There is also plenty of texture: songs such as “The Met” and “Only Tea” are clever, irreverent and witty, with laugh-out-loud moments. They provide relief to a story that, in the second act, becomes nearly unbearable with suffering and calamity. (The lyrics don’t try to imitate the incomparable Fitzgerald, but tap effortlessly into the modern day. “If I wondered whether Tom’s an asshole,” sings Nick, “Tom’s an asshole.”)
Where The Great Gatsby falters are in its ensemble moments, whose riffs take inspiration from the 1920s. Choreographer Dominique Kelley and costume designer Linda Cho (who is restrained when dressing Daisy and her golfer lady friend Jordan Baker, going for elegance) veer towards Vegas garishness in the saturated and glam party scenes. Gatsby’s parties, of course, are meant to be lurid and racy, but this feels like overly camp dressing-up, rather than true to the more risqué roots of the book. It’s hammy.
Thankfully, the main cast’s nuanced performances, superbly directed by Marc Bruni, make up for those initial embarrassing ensemble scenes. Broadway star Jeremy Jordan is handsome and debonair as Gatsby, littering his speech with the requisite “old sport” and bringing both heartfelt bigness and tenderness to his songs. He has the megawatt smile that is so important, but also the beefy build and grit that hint at a less than savory past.
Jordan is also funny: when he asks Nick to invite Daisy to tea, then loses his nerve, he is adroit at the physical comedy, showing the more absurd and anxious side of “James Gatz,” a man, after all, whose whole existence as the smooth-talking millionaire “Gatsby” is a performance.
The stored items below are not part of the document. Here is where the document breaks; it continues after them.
//! Flowdeck step processors
//!
//! Step-level building blocks for running integration flows.
//!
//! This crate provides:
//! - Declarative step model with a closed set of step kinds
//! - Execution context threaded through a run
//! - Processor registry with one processor per step kind
//! - Transport seam to the backend adapter, transformation, condition,
//!   loop and delay services, with an HTTP implementation

pub mod context;
pub mod error;
pub mod processors;
pub mod registry;
pub mod step;
pub mod transport;

pub use context::ExecutionContext;
pub use error::{ErrorRecord, ProcessingError};
pub use processors::create_default_registry;
pub use registry::{ProcessorRegistry, StepProcessor};
pub use step::{Step, StepKind};
pub use transport::{HttpTransport, ServiceKind, ServiceTransport};
//! Execution records and their state machine.

use std::collections::HashMap;

use chrono::{DateTime, Utc};
use serde::{Deserialize, Serialize};
use uuid::Uuid;

pub use flow_processors::ErrorRecord;
use flow_processors::{ProcessingError, Step};

use crate::flow::FlowDefinition;

/// High-level execution status.
#[derive(Debug, Clone, Copy, PartialEq, Eq, Serialize, Deserialize)]
#[serde(rename_all = "snake_case")]
pub enum ExecutionStatus {
    /// Created, run loop not started.
    Pending,
    /// Run loop is dispatching steps.
    Running,
    /// Run loop parks before the next step.
    Paused,
    /// All steps completed.
    Completed,
    /// A step failed or the run aborted.
    Failed,
    /// Cancelled by a caller.
    Cancelled,
}

impl ExecutionStatus {
    /// Terminal states never change again.
    pub fn is_terminal(&self) -> bool {
        matches!(self, Self::Completed | Self::Failed | Self::Cancelled)
    }

    /// Whether the state machine permits moving to `next`.
    pub fn can_transition_to(&self, next: ExecutionStatus) -> bool {
        use ExecutionStatus::*;
        matches!(
            (self, next),
            (Pending, Running)
                | (Pending, Failed)
                | (Pending, Cancelled)
                | (Running, Paused)
                | (Paused, Running)
                | (Running, Cancelled)
                | (Paused, Cancelled)
                | (Running, Completed)
                | (Running, Failed)
                | (Paused, Completed)
                | (Paused, Failed)
        )
    }
}

impl std::fmt::Display for ExecutionStatus {
    fn fmt(&self, f: &mut std::fmt::Formatter<'_>) -> std::fmt::Result {
        match self {
            Self::Pending => write!(f, "pending"),
            Self::Running => write!(f, "running"),
            Self::Paused => write!(f, "paused"),
            Self::Completed => write!(f, "completed"),
            Self::Failed => write!(f, "failed"),
            Self::Cancelled => write!(f, "cancelled"),
        }
    }
}

/// State of a single step within an execution.
#[derive(Debug, Clone, Copy, PartialEq, Eq, Serialize, Deserialize)]
#[serde(rename_all = "snake_case")]
pub enum StepStatus {
    /// Not dispatched yet.
    Pending,
    /// Processor in flight.
    Running,
    /// Output recorded.
    Completed,
    /// Processor failed.
    Failed,
    /// Not attempted because a dependency did not complete.
    Skipped,
    /// In flight when the execution was cancelled.
    Cancelled,
}

impl StepStatus {
    /// Whether the step reached an outcome.
    pub fn is_terminal(&self) -> bool {
        !matches!(self, Self::Pending | Self::Running)
    }
}

impl std::fmt::Display for StepStatus {
    fn fmt(&self, f: &mut std::fmt::Formatter<'_>) -> std::fmt::Result {
        match self {
            Self::Pending => write!(f, "pending"),
            Self::Running => write!(f, "running"),
            Self::Completed => write!(f, "completed"),
            Self::Failed => write!(f, "failed"),
            Self::Skipped => write!(f, "skipped"),
            Self::Cancelled => write!(f, "cancelled"),
        }
    }
}

/// What started an execution.
#[derive(Debug, Clone, Copy, PartialEq, Eq, Serialize, Deserialize, Default)]
#[serde(rename_all = "snake_case")]
pub enum TriggerKind {
    #[default]
    Manual,
    Scheduled,
    Api,
    Event,
}

impl std::str::FromStr for TriggerKind {
    type Err = String;

    fn from_str(s: &str) -> Result<Self, Self::Err> {
        match s.to_lowercase().as_str() {
            "manual" => Ok(Self::Manual),
            "scheduled" | "schedule" => Ok(Self::Scheduled),
            "api" => Ok(Self::Api),
            "event" => Ok(Self::Event),
            other => Err(format!("unknown trigger kind '{}'", other)),
        }
    }
}

/// Log severity.
#[derive(Debug, Clone, Copy, PartialEq, Eq, Serialize, Deserialize)]
#[serde(rename_all = "lowercase")]
pub enum LogLevel {
    Debug,
    Info,
    Warn,
    Error,
}

/// Timestamped entry in a step's log.
#[derive(Debug, Clone, Serialize, Deserialize)]
pub struct StepLog {
    pub timestamp: DateTime<Utc>,
    pub level: LogLevel,
    pub message: String,
}

/// Runtime record of one step's outcome.
#[derive(Debug, Clone, Serialize, Deserialize)]
#[serde(rename_all = "camelCase")]
pub struct StepExecution {
    pub step_id: String,
    pub step_name: String,
    pub status: StepStatus,
    #[serde(skip_serializing_if = "Option::is_none")]
    pub start_time: Option<DateTime<Utc>>,
    #[serde(skip_serializing_if = "Option::is_none")]
    pub end_time: Option<DateTime<Utc>>,
    #[serde(skip_serializing_if = "Option::is_none")]
    pub duration_ms: Option<i64>,
    /// Processor invocations made for this step.
    pub attempts: u32,
    /// Re-attempts after a failure.
    pub retry_count: u32,
    #[serde(skip_serializing_if = "Option::is_none")]
    pub output: Option<serde_json::Value>,
    #[serde(skip_serializing_if = "Option::is_none")]
    pub error: Option<ErrorRecord>,
    /// Append-only.
    pub logs: Vec<StepLog>,
}

impl StepExecution {
    /// Create a pending record for a step.
    pub fn pending(step: &Step) -> Self {
        Self {
            step_id: step.id.clone(),
            step_name: step.name.clone(),
            status: StepStatus::Pending,
            start_time: None,
            end_time: None,
            duration_ms: None,
            attempts: 0,
            retry_count: 0,
            output: None,
            error: None,
            logs: Vec::new(),
        }
    }

    pub fn log(&mut self, level: LogLevel, message: impl Into<String>) {
        self.logs.push(StepLog {
            timestamp: Utc::now(),
            level,
            message: message.into(),
        });
    }

    /// Enter `running` and stamp the start time.
    pub fn start(&mut self) {
        self.status = StepStatus::Running;
        self.start_time = Some(Utc::now());
        self.log(LogLevel::Info, format!("Step '{}' started", self.step_name));
    }

    fn finish(&mut self, status: StepStatus) {
        let now = Utc::now();
        self.status = status;
        self.end_time = Some(now);
        self.duration_ms = self
            .start_time
            .map(|start| (now - start).num_milliseconds());
    }

    pub fn complete(&mut self, output: serde_json::Value) {
        self.finish(StepStatus::Completed);
        self.output = Some(output);
        self.log(LogLevel::Info, format!("Step '{}' completed", self.step_name));
    }

    pub fn fail(&mut self, err: &ProcessingError) {
        self.finish(StepStatus::Failed);
        self.error = Some(ErrorRecord::from_processing(err));
        self.log(
            LogLevel::Error,
            format!("Step '{}' failed: {}", self.step_name, err),
        );
    }

    pub fn cancel(&mut self) {
        self.finish(StepStatus::Cancelled);
        self.log(LogLevel::Warn, format!("Step '{}' cancelled", self.step_name));
    }

    pub fn skip(&mut self, reason: &str) {
        self.status = StepStatus::Skipped;
        self.log(LogLevel::Warn, format!("Step '{}' skipped: {}", self.step_name, reason));
    }
}

/// Aggregate counters for an execution.
#[derive(Debug, Clone, Default, PartialEq, Serialize, Deserialize)]
#[serde(rename_all = "camelCase")]
pub struct ExecutionMetrics {
    pub total_steps: usize,
    pub completed_steps: usize,
    pub failed_steps: usize,
    pub skipped_steps: usize,
    /// Serialized bytes of all step outputs.
    pub data_volume: u64,
}

/// One run of a flow definition.
#[derive(Debug, Clone, Serialize, Deserialize)]
#[serde(rename_all = "camelCase")]
pub struct Execution {
    pub id: Uuid,
    pub flow_id: String,
    pub flow_version: String,
    pub status: ExecutionStatus,
    pub start_time: DateTime<Utc>,
    #[serde(skip_serializing_if = "Option::is_none")]
    pub end_time: Option<DateTime<Utc>>,
    #[serde(skip_serializing_if = "Option::is_none")]
    pub duration_ms: Option<i64>,
    pub triggered_by: String,
    pub trigger: TriggerKind,
    #[serde(default)]
    pub context: HashMap<String, serde_json::Value>,
    pub steps: Vec<StepExecution>,
    pub metrics: ExecutionMetrics,
    #[serde(skip_serializing_if = "Option::is_none")]
    pub error: Option<ErrorRecord>,
}

impl Execution {
    /// New pending execution with one pending record per step.
    pub fn new(
        flow: &FlowDefinition,
        trigger: TriggerKind,
        context: HashMap<String, serde_json::Value>,
        actor: impl Into<String>,
    ) -> Self {
        Self {
            id: Uuid::new_v4(),
            flow_id: flow.id.clone(),
            flow_version: flow.version.clone(),
            status: ExecutionStatus::Pending,
            start_time: Utc::now(),
            end_time: None,
            duration_ms: None,
            triggered_by: actor.into(),
            trigger,
            context,
            steps: flow.steps.iter().map(StepExecution::pending).collect(),
            metrics: ExecutionMetrics {
                total_steps: flow.steps.len(),
                ..Default::default()
            },
            error: None,
        }
    }

    /// Apply a status change if the state machine allows it.
    pub fn transition(&mut self, next: ExecutionStatus) -> bool {
        if !self.status.can_transition_to(next) {
            return false;
        }
        self.status = next;
        if next.is_terminal() {
            let now = Utc::now();
            self.end_time = Some(now);
            self.duration_ms = Some((now - self.start_time).num_milliseconds());
        }
        true
    }

    pub fn step(&self, step_id: &str) -> Option<&StepExecution> {
        self.steps.iter().find(|s| s.step_id == step_id)
    }

    pub fn step_mut(&mut self, index: usize) -> &mut StepExecution {
        &mut self.steps[index]
    }

    /// Recount metrics from the step records.
    pub fn refresh_metrics(&mut self) {
        let count = |status: StepStatus| self.steps.iter().filter(|s| s.status == status).count();
        let completed = count(StepStatus::Completed);
        let failed = count(StepStatus::Failed);
        let skipped = count(StepStatus::Skipped);
        let data_volume: u64 = self
            .steps
            .iter()
            .filter_map(|s| s.output.as_ref())
            .map(|o| serde_json::to_vec(o).map(|b| b.len() as u64).unwrap_or(0))
            .sum();

        self.metrics.completed_steps = completed;
        self.metrics.failed_steps = failed;
        self.metrics.skipped_steps = skipped;
        self.metrics.data_volume = data_volume;
    }
}

#[cfg(test)]
mod tests {
    use super::*;
    use flow_processors::StepKind;

    fn flow() -> FlowDefinition {
        FlowDefinition::new(
            "orders-sync",
            "Orders sync",
            vec![
                Step::new("fetch", "Fetch", StepKind::Adapter),
                Step::new("map", "Map", StepKind::Transformation),
            ],
        )
    }

    #[test]
    fn test_new_execution_is_pending() {
        let exec = Execution::new(&flow(), TriggerKind::Manual, HashMap::new(), "alice");
        assert_eq!(exec.status, ExecutionStatus::Pending);
        assert_eq!(exec.steps.len(), 2);
        assert!(exec.steps.iter().all(|s| s.status == StepStatus::Pending));
        assert_eq!(exec.metrics.total_steps, 2);
        assert_eq!(exec.triggered_by, "alice");
    }

    #[test]
    fn test_state_machine() {
        let mut exec = Execution::new(&flow(), TriggerKind::Manual, HashMap::new(), "alice");
        assert!(!exec.transition(ExecutionStatus::Paused));
        assert!(exec.transition(ExecutionStatus::Running));
        assert!(exec.transition(ExecutionStatus::Paused));
        assert!(!exec.transition(ExecutionStatus::Paused));
        assert!(exec.transition(ExecutionStatus::Running));
        assert!(exec.end_time.is_none());
        assert!(exec.transition(ExecutionStatus::Cancelled));
        assert!(exec.end_time.is_some());
        assert!(exec.duration_ms.is_some());

        // terminal states are final
        assert!(!exec.transition(ExecutionStatus::Running));
        assert!(!exec.transition(ExecutionStatus::Completed));
        assert_eq!(exec.status, ExecutionStatus::Cancelled);
    }

    #[test]
    fn test_step_lifecycle_and_metrics() {
        let mut exec = Execution::new(&flow(), TriggerKind::Api, HashMap::new(), "scheduler");
        exec.step_mut(0).start();
        exec.step_mut(0).complete(serde_json::json!({"rows": 12}));
        exec.step_mut(1).start();
        exec.step_mut(1).fail(&ProcessingError::Timeout(100));
        exec.refresh_metrics();

        assert_eq!(exec.metrics.completed_steps, 1);
        assert_eq!(exec.metrics.failed_steps, 1);
        assert_eq!(exec.metrics.data_volume, br#"{"rows":12}"#.len() as u64);

        let failed = exec.step("map").unwrap();
        assert_eq!(failed.error.as_ref().unwrap().code, "TIMEOUT");
        assert!(failed.duration_ms.is_some());
        assert_eq!(failed.logs.len(), 2);
        assert_eq!(failed.logs[1].level, LogLevel::Error);
    }

    #[test]
    fn test_trigger_kind_parse() {
        assert_eq!("Scheduled".parse::<TriggerKind>(), Ok(TriggerKind::Scheduled));
        assert!("cron".parse::<TriggerKind>().is_err());
    }

    #[test]
    fn test_execution_serialization() {
        let exec = Execution::new(&flow(), TriggerKind::Manual, HashMap::new(), "alice");
        let json = serde_json::to_value(&exec).unwrap();
        assert_eq!(json["status"], "pending");
        assert_eq!(json["flowId"], "orders-sync");
        assert_eq!(json["metrics"]["totalSteps"], 2);
        assert_eq!(json["steps"][0]["status"], "pending");
    }
}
Noah J. Ricketts is affable and appealing as Nick, providing a moral compass that, while muddied in the book, is streamlined to guide the audience in a musical of this scale. His love interest Jordan Baker is played by Samantha Pauly with athletic poise and sass, while Sara Chase is crass and shrilly sensual as the doomed lower-class Myrtle Wilson and John Zdrojeski is lankily imposing as the nasty and domineering snob Tom.
Much of the applause must go to the book’s writer Kait Kerrigan, who has stayed true to the essence of the source material while simplifying the story for the stage production. While the general plot remains the same, Kerrigan has dropped Gatsby’s backstory, presumably for the sake of manageability (we can assume that most people visiting the musical will have some familiarity with the book). She has also amped up the romance between Nick and Jordan, who in the novel are aloof and cool with each other, but here are deeply involved.
They are used as foils to Tom and Daisy, trapped in their gilded cage, unable or unwilling to admit that the world is changing. By contrast, Jordan is a new type of girl, who fights for her independence and questions the institution of marriage, fearful that in the end all it spells is disappointment. It’s a sober take in a musical that goes big on romance and thwarted love, before crashing all those fantasies into the water, showing them to be illusions.
Indeed, much of The Great Gatsby is big. Paul Tate dePoo III’s Art Deco inspired set and projections dazzle. The songs explode. The passion overwhelms. It’s opulent when it needs to be, fun when it needs to be, and intoxicating, much like the story Gatsby spins in his own life.
So, it’s all the more shocking when everything comes crashing down: when Daisy reveals herself to be selfish and ruthless (spelled out here in a final confrontation with Nick that doesn’t happen in the book) and when Gatsby’s desires for wealth and class ascent turn out to be as hollow as we know they will.
I won’t spoil exactly how he meets his end at his pool. All I’ll say is, it’s a brilliant piece of theater and a fitting climax for a story about gross excess, love soured and dreams dashed.